◆ **EXERCISE PROMPT**: Below are the records; copy each line in which "WriterBuilder" occurs.

◆ **INFORMATION PROVIDED**:
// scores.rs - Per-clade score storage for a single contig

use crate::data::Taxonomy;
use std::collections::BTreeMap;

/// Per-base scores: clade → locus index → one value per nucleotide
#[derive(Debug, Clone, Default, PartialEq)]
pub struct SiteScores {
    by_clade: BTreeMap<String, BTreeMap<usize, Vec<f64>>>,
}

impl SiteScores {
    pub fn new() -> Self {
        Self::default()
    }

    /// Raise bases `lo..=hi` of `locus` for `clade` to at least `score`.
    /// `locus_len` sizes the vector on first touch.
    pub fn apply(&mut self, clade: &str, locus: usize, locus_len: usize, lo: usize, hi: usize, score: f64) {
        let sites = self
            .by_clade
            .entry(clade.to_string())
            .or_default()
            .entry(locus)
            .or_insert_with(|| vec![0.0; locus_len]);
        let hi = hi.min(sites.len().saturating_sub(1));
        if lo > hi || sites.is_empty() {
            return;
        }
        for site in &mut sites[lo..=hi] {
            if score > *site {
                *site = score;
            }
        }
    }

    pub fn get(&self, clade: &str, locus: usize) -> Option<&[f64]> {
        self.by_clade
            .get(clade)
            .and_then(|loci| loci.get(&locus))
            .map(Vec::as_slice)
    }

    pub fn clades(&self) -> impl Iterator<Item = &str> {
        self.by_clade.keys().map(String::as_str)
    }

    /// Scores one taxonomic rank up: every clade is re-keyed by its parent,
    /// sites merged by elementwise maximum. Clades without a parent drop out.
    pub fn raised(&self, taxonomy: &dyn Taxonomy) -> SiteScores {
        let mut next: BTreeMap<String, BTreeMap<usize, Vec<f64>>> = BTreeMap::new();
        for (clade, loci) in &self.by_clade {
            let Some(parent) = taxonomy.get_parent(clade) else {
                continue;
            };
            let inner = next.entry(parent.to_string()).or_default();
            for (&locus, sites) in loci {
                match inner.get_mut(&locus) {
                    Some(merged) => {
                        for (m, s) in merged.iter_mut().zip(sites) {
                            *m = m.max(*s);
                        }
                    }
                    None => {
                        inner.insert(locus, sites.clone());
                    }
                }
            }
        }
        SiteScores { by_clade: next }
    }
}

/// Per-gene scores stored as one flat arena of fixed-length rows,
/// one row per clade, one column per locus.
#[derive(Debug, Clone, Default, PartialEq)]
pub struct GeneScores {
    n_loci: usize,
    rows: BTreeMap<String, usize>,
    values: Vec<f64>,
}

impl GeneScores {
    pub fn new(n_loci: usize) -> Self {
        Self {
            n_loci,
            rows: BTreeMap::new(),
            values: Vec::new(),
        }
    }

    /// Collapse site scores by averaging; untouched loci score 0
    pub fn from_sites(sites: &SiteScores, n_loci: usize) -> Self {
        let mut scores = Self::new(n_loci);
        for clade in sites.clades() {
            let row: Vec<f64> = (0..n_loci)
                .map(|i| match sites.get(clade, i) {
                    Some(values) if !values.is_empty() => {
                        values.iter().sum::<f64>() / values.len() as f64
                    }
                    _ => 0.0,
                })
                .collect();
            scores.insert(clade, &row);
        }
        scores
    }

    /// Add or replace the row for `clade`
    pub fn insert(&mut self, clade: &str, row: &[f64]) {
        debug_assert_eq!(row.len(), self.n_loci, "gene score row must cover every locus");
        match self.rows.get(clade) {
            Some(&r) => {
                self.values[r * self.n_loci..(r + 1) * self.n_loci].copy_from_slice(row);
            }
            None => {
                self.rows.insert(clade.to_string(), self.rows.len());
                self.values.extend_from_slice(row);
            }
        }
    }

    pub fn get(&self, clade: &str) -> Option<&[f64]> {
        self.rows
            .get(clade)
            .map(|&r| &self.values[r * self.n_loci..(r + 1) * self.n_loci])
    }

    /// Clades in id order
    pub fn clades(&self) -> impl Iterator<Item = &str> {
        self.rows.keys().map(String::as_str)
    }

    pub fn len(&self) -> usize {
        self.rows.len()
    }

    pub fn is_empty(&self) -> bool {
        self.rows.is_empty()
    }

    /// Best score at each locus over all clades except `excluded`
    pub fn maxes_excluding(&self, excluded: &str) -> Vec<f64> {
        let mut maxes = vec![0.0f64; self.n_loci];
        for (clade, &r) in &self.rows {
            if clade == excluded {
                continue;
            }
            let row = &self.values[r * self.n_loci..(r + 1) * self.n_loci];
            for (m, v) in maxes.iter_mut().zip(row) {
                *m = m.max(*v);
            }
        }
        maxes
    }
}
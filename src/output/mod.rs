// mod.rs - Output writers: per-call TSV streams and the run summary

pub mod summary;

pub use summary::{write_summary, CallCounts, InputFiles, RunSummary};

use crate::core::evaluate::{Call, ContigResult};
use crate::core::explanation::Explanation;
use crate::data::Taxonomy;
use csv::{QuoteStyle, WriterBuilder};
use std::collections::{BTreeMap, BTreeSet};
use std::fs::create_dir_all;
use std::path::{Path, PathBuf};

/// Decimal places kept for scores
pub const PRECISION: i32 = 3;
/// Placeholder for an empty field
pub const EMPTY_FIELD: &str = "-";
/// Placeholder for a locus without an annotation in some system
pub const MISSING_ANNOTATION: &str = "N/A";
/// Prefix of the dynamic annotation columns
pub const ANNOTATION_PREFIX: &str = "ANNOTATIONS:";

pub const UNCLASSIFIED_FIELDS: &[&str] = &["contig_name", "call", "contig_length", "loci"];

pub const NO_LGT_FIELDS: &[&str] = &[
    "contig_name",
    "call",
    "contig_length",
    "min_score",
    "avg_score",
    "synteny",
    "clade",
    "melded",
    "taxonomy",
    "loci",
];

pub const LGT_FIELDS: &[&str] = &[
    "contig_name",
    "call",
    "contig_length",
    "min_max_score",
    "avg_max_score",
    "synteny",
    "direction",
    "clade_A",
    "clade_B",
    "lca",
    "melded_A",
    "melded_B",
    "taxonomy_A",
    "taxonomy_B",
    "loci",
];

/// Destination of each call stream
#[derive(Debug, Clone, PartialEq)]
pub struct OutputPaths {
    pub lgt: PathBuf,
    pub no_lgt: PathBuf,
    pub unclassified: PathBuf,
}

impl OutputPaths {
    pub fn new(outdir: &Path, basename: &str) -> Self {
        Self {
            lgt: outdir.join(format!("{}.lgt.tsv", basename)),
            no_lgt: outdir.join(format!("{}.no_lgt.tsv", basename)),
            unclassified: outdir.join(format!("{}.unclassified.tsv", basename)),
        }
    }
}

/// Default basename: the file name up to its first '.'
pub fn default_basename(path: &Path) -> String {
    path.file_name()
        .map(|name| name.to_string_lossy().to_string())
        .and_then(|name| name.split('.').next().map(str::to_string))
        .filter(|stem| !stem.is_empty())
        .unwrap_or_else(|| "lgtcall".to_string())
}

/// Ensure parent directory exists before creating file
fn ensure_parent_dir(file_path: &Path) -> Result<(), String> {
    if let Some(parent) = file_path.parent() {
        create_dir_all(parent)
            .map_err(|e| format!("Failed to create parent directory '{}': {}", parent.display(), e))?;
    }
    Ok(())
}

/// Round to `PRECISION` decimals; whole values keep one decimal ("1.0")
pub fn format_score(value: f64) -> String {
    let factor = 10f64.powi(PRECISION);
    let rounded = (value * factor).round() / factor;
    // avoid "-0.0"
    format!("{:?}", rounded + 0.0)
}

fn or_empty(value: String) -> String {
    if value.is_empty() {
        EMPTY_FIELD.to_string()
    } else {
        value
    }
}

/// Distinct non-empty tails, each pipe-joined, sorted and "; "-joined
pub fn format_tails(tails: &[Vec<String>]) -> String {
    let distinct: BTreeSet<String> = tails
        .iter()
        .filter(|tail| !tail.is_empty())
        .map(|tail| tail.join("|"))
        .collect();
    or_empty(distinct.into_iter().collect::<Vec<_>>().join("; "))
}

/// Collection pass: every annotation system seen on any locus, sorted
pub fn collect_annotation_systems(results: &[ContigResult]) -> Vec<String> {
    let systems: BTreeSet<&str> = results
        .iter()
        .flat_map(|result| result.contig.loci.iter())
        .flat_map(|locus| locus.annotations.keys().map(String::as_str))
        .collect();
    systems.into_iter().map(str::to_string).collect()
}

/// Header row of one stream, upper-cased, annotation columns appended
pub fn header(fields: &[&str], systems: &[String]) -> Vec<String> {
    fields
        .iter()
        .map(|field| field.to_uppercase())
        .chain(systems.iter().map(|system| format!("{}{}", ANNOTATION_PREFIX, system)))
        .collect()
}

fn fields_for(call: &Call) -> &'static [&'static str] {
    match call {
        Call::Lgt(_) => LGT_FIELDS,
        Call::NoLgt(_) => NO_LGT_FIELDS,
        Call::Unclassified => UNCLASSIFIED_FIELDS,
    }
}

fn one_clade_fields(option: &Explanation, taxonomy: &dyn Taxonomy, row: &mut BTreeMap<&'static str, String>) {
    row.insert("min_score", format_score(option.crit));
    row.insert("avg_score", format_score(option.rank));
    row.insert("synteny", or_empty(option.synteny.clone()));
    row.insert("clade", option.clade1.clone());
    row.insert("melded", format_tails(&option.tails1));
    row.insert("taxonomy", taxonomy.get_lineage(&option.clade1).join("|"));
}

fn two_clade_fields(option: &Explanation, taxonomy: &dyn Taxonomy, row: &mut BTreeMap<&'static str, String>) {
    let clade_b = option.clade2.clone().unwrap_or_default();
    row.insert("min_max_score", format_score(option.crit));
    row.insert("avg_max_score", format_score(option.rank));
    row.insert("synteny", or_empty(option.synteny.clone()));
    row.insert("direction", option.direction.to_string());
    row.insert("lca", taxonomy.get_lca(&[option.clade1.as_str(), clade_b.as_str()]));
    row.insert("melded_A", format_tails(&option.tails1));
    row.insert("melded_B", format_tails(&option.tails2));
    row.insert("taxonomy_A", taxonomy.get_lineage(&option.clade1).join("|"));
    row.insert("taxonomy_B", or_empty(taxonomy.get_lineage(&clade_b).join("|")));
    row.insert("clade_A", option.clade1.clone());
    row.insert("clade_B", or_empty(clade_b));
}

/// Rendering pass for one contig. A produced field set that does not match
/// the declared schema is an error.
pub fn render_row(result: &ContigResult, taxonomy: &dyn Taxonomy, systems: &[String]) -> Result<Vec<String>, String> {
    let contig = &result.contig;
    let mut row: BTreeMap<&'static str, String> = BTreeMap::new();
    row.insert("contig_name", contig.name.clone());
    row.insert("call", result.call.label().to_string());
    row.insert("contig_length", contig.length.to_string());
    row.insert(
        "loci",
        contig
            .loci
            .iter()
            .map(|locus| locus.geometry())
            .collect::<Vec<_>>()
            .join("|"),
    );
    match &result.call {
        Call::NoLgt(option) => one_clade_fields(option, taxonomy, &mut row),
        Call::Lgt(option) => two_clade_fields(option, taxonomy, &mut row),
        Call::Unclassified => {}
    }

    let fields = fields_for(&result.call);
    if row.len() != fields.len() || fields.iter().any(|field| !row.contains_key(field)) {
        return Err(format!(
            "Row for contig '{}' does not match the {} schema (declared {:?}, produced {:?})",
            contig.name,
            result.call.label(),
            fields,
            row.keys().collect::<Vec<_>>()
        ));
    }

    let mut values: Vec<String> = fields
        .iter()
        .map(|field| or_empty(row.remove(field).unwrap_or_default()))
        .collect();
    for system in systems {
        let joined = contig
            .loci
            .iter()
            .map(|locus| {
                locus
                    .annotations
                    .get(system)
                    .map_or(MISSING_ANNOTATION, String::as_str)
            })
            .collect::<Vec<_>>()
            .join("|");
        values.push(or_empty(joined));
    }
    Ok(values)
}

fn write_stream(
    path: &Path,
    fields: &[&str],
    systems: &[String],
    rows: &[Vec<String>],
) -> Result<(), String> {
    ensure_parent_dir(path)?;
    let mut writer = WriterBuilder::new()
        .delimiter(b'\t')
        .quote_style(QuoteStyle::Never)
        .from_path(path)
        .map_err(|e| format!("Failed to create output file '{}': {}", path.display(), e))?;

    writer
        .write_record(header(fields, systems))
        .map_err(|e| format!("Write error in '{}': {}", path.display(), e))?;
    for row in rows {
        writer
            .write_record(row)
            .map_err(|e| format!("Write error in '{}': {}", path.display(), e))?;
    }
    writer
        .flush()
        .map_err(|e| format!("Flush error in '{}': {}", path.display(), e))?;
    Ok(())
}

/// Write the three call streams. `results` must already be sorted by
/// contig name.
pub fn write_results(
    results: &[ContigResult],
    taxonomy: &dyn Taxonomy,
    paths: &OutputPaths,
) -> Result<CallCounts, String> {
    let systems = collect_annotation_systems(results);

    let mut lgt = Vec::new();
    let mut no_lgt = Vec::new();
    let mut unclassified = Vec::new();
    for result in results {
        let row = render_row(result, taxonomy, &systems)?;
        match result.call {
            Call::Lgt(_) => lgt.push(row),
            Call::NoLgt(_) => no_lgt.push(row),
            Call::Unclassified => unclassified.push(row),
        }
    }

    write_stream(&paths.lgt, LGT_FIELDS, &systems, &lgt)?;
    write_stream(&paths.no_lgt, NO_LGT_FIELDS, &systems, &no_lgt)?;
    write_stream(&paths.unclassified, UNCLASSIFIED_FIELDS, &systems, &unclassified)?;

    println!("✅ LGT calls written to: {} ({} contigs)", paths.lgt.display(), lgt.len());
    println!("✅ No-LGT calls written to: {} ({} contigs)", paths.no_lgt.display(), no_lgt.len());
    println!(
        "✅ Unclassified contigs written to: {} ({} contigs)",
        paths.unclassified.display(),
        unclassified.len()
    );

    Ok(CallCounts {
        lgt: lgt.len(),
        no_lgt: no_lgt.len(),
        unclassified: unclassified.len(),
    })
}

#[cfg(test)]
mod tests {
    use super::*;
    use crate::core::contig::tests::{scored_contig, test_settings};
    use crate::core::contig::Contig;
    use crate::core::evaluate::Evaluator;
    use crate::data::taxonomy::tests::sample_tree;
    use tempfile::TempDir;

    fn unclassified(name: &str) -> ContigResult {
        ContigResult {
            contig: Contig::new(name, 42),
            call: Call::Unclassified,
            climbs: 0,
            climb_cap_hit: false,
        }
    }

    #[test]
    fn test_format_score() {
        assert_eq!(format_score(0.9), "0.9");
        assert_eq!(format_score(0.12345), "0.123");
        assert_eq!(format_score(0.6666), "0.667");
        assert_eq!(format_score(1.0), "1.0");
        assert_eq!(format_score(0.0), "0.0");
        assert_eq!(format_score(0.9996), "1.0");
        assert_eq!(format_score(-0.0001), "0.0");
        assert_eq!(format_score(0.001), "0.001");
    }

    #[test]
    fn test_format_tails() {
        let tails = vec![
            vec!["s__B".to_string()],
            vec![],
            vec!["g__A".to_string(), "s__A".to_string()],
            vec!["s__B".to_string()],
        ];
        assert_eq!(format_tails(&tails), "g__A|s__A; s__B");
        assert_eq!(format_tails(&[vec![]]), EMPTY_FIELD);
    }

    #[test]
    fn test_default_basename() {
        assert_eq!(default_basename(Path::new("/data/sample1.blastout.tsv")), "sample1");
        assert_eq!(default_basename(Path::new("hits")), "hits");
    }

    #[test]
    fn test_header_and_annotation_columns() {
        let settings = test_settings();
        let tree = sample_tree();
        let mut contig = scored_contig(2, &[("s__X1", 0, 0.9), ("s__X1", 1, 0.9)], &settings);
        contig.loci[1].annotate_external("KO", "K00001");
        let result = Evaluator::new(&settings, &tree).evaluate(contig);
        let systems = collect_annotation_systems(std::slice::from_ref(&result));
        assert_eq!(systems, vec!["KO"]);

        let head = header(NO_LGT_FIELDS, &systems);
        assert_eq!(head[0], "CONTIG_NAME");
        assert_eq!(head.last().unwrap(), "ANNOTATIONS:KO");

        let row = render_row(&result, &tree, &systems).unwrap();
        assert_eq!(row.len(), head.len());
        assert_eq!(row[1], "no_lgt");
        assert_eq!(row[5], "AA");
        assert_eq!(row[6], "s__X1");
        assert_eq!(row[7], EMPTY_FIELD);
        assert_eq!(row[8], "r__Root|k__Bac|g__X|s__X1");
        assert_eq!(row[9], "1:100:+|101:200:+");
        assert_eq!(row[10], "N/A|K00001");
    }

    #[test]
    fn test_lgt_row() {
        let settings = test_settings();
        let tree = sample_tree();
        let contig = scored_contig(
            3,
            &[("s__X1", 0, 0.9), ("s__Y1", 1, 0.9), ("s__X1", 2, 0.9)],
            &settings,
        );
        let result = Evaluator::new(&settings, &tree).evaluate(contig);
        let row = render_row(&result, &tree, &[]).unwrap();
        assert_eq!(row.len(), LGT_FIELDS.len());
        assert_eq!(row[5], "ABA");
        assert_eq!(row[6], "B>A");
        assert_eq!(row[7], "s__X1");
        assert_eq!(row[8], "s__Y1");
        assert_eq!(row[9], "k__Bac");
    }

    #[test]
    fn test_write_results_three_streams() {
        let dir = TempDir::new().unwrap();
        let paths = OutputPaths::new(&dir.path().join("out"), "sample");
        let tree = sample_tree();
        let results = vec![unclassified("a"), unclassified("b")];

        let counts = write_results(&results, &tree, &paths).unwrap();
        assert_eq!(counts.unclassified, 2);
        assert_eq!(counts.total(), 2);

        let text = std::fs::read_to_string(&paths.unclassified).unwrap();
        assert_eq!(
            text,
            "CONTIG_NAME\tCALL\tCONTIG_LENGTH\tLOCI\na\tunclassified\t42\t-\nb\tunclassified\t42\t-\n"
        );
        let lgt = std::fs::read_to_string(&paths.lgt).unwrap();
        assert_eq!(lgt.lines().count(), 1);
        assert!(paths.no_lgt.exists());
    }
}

◆ **TASK OUTPUT**:
use csv::{QuoteStyle, WriterBuilder};
    let mut writer = WriterBuilder::new()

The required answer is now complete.